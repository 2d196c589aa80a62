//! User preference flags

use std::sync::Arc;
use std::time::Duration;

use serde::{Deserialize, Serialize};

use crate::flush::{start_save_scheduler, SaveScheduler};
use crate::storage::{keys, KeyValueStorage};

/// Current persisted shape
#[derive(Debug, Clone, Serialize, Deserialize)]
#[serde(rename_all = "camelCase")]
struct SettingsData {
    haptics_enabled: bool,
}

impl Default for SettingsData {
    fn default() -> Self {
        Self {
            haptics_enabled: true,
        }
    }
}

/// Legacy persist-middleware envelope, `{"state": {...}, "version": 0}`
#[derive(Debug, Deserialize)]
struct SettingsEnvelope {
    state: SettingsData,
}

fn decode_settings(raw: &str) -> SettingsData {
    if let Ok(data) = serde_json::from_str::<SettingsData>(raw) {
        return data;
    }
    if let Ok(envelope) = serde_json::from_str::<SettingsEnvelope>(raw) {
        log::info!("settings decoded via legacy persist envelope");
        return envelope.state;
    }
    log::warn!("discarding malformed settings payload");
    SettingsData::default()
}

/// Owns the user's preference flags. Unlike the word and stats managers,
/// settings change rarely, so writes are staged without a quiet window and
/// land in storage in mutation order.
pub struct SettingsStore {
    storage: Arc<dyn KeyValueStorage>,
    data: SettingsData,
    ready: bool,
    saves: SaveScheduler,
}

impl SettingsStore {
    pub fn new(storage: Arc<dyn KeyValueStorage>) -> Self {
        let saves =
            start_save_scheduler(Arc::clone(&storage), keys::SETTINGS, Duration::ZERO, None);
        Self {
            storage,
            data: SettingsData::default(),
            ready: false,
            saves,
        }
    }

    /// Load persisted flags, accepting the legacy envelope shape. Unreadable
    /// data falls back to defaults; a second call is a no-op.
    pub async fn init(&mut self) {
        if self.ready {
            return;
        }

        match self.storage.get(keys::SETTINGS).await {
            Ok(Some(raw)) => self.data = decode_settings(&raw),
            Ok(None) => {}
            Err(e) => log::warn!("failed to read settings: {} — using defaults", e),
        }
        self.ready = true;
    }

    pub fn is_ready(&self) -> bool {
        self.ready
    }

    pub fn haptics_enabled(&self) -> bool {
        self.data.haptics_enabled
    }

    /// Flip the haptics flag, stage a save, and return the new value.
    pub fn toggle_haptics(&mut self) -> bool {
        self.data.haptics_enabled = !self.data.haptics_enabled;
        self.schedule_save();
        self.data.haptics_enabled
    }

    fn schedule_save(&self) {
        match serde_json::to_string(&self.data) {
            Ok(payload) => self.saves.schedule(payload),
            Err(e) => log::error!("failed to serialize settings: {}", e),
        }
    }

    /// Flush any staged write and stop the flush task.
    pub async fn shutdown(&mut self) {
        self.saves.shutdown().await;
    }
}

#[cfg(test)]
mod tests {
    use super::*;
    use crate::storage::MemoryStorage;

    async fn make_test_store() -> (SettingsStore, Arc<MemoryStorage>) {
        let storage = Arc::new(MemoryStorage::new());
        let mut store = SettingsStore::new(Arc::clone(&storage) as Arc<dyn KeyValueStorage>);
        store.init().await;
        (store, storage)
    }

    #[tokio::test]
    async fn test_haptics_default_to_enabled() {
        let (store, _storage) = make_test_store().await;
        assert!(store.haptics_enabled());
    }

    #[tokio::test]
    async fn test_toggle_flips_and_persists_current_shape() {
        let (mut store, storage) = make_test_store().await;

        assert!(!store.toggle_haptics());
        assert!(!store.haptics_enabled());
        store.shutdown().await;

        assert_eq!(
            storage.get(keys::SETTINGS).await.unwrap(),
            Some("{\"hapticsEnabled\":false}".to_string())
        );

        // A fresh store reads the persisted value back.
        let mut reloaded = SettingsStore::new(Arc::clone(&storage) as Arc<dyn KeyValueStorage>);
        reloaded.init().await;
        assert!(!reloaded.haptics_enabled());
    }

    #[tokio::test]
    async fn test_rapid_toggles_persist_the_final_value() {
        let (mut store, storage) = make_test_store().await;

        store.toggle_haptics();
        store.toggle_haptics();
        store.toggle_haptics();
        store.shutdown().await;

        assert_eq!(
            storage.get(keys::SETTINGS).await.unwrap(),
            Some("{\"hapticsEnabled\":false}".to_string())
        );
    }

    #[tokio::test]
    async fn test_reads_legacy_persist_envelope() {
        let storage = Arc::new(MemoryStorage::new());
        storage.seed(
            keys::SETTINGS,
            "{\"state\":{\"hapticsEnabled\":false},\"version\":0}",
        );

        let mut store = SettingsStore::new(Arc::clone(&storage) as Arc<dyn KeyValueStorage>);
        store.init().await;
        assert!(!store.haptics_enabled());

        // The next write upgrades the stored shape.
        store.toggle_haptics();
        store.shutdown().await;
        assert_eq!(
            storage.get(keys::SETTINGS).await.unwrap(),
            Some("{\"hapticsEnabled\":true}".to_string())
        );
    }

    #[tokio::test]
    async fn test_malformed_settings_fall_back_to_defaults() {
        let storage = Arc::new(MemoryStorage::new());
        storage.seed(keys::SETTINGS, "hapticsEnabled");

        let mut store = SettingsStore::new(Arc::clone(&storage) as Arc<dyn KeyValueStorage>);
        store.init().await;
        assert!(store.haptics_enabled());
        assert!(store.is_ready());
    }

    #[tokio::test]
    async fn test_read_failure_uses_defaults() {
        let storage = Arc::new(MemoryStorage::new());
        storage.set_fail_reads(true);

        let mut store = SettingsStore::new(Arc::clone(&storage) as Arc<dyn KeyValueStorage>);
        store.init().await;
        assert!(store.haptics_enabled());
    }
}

-------

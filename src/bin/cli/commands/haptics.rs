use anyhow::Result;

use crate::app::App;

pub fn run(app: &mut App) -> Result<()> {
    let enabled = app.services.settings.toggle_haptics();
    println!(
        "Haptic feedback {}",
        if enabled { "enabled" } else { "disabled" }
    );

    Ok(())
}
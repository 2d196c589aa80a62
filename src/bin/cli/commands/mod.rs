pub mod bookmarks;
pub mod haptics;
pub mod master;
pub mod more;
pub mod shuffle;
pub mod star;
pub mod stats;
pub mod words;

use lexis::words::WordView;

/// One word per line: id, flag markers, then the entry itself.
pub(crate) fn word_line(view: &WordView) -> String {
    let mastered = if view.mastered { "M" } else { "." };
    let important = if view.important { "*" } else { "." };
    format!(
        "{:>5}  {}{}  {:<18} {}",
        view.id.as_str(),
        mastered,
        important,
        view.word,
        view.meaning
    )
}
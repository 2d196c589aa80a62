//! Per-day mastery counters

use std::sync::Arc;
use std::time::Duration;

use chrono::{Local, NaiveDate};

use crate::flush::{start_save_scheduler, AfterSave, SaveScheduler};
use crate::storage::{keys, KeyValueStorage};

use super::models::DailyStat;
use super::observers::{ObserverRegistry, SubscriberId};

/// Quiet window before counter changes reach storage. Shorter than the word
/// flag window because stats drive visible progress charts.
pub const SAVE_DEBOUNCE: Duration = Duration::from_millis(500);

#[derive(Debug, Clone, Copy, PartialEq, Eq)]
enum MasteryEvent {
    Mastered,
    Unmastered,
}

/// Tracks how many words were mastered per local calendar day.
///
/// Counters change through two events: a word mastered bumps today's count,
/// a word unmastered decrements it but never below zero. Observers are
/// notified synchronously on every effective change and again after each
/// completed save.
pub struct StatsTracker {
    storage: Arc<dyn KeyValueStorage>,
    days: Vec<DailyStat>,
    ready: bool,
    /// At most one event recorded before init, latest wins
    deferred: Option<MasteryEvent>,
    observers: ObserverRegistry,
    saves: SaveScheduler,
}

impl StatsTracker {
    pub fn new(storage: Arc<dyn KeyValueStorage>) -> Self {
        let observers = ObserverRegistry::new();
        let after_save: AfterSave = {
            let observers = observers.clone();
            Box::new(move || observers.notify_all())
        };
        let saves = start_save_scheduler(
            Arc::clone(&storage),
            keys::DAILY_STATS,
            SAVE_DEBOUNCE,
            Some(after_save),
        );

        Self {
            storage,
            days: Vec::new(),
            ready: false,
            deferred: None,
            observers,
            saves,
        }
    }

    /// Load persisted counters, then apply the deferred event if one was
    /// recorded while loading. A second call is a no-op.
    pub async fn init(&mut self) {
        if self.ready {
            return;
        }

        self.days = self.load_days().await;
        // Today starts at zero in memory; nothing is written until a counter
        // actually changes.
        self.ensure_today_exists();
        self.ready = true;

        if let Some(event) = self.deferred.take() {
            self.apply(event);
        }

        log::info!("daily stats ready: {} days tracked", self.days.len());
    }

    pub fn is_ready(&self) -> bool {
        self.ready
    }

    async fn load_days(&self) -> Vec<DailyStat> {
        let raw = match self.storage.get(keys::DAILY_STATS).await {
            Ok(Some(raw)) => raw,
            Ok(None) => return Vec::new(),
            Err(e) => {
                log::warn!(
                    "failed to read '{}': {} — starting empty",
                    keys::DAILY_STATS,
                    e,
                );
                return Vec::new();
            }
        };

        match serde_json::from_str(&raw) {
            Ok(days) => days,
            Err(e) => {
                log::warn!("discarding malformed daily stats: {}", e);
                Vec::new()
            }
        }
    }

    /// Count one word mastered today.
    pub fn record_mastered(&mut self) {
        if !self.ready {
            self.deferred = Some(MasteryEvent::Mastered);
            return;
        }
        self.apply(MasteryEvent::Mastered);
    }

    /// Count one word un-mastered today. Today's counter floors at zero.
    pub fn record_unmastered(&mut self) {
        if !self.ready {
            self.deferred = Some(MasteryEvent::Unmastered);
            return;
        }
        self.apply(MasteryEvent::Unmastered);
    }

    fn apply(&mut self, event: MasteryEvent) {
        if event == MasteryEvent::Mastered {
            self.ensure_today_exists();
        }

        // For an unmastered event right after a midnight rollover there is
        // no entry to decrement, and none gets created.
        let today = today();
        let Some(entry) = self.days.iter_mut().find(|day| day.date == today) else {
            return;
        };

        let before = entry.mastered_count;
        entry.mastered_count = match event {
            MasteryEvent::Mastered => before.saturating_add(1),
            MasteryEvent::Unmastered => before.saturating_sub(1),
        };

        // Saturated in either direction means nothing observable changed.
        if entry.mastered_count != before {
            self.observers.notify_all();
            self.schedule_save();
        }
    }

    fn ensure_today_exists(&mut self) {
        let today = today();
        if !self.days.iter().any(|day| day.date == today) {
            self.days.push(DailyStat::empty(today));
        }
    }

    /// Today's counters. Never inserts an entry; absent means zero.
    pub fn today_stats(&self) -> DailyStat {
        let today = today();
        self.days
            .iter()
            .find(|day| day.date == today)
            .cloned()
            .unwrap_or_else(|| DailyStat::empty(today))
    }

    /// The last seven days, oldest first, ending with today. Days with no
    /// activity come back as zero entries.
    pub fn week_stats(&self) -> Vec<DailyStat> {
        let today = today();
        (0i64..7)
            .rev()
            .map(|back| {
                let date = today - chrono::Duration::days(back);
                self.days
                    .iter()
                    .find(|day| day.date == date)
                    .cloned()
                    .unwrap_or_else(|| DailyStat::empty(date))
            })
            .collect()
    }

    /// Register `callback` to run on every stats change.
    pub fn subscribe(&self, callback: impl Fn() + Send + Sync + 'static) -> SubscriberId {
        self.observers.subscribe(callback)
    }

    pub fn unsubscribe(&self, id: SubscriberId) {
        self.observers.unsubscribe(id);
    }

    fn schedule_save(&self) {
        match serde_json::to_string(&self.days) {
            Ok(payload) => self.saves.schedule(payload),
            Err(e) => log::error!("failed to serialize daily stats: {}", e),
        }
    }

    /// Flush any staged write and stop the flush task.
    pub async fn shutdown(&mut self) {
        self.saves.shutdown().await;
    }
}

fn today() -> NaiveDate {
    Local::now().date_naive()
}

-------

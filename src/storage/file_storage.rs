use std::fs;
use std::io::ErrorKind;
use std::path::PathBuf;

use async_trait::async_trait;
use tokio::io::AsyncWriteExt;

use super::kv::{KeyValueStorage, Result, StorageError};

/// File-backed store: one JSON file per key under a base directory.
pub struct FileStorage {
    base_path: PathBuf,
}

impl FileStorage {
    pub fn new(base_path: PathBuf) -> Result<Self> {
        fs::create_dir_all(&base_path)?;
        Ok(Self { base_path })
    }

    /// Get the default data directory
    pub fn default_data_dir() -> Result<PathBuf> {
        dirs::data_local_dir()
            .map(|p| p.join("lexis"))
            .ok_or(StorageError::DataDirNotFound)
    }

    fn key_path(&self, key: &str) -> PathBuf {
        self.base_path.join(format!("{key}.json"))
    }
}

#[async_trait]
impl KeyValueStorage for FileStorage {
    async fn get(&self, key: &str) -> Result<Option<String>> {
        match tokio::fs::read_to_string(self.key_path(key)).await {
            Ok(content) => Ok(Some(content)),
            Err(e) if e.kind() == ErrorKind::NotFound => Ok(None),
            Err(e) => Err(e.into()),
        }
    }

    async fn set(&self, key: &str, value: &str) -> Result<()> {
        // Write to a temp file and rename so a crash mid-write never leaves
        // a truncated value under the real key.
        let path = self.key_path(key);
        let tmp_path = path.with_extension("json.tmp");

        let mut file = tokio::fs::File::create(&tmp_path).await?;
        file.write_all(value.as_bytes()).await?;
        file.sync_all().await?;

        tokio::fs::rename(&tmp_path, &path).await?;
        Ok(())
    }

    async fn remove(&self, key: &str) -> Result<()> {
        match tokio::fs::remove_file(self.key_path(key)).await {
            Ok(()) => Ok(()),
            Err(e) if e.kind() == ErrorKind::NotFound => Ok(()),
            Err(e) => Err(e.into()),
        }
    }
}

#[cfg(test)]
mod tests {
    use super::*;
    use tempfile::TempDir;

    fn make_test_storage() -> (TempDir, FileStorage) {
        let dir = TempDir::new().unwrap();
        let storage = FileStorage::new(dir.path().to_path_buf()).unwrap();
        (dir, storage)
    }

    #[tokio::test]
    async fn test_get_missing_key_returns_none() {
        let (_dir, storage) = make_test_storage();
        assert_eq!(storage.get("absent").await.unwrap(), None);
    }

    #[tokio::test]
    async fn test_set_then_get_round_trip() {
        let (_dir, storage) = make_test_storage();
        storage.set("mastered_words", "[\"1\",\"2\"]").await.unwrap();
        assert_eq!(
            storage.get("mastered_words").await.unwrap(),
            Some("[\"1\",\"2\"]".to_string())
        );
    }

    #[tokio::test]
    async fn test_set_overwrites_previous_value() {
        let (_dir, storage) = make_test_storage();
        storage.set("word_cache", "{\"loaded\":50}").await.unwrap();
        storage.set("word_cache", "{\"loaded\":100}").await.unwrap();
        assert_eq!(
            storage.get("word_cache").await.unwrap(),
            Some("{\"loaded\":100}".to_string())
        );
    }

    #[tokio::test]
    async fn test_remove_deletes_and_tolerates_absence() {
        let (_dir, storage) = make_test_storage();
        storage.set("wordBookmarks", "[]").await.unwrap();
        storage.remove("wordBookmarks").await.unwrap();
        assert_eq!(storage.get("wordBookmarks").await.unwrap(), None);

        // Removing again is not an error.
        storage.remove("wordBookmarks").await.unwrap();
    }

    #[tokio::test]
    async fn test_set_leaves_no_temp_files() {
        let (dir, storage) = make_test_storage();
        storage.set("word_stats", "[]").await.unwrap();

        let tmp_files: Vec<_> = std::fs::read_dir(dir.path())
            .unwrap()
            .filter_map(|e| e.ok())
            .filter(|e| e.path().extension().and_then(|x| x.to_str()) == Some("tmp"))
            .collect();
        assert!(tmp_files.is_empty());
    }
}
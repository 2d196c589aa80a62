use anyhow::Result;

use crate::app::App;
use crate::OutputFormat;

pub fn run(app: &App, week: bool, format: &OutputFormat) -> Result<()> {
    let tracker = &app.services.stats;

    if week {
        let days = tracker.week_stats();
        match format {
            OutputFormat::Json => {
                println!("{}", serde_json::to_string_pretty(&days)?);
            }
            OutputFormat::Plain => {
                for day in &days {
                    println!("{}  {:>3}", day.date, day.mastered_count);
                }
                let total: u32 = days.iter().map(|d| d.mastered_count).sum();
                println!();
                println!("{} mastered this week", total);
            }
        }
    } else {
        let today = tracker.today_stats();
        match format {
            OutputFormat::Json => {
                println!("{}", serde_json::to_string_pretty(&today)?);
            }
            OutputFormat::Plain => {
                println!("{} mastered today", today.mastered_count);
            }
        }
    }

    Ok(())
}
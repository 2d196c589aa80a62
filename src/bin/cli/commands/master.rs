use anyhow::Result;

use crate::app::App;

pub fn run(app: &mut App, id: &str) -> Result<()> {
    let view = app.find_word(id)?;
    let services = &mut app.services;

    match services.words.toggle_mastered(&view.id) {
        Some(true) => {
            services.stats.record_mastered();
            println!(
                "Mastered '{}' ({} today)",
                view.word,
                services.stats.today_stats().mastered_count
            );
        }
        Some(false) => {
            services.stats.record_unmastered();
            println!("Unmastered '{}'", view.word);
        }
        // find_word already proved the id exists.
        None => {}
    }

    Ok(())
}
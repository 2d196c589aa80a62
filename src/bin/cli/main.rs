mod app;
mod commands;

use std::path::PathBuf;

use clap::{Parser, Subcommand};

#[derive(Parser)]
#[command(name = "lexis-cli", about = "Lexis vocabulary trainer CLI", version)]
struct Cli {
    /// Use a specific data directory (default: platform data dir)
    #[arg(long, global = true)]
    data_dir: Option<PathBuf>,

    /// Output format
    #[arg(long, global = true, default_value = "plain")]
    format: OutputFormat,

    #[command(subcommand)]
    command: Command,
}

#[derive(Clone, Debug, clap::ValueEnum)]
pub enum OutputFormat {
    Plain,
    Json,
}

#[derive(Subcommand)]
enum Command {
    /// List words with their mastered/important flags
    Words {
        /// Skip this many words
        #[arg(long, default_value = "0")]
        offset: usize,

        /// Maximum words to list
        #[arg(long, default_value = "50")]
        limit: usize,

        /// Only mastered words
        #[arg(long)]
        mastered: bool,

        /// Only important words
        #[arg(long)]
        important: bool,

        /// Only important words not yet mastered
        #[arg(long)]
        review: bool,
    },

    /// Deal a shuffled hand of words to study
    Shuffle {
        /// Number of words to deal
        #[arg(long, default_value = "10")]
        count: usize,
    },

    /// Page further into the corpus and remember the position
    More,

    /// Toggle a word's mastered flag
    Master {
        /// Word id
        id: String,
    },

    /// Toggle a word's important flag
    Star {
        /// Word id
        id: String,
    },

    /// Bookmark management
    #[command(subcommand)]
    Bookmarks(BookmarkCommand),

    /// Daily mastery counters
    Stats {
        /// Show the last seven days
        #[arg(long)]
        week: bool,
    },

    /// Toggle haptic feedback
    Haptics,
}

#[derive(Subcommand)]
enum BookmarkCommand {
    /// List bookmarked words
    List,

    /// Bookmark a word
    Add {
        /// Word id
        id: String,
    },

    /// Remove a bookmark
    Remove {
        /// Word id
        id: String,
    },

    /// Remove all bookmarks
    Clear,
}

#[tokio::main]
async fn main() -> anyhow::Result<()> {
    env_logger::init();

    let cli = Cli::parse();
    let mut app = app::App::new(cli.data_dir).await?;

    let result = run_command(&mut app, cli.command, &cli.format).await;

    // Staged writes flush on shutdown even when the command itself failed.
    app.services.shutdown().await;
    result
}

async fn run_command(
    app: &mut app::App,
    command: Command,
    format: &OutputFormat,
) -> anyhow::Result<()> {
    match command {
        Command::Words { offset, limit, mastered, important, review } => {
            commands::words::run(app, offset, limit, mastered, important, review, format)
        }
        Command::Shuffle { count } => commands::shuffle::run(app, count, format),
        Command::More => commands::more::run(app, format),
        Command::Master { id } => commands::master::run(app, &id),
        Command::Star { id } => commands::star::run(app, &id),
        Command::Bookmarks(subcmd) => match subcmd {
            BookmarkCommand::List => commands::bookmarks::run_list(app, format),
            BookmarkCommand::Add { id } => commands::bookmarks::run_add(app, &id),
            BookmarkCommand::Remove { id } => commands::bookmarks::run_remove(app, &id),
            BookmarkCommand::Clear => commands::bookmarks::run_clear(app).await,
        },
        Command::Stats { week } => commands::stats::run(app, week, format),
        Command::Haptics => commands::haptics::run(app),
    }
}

-------

What the exercise asks => Look through the entries above and list every line containing "lexis".

Result of the task =>
use lexis::words::WordView;
            .map(|p| p.join("lexis"))
#[command(name = "lexis-cli", about = "Lexis vocabulary trainer CLI", version)]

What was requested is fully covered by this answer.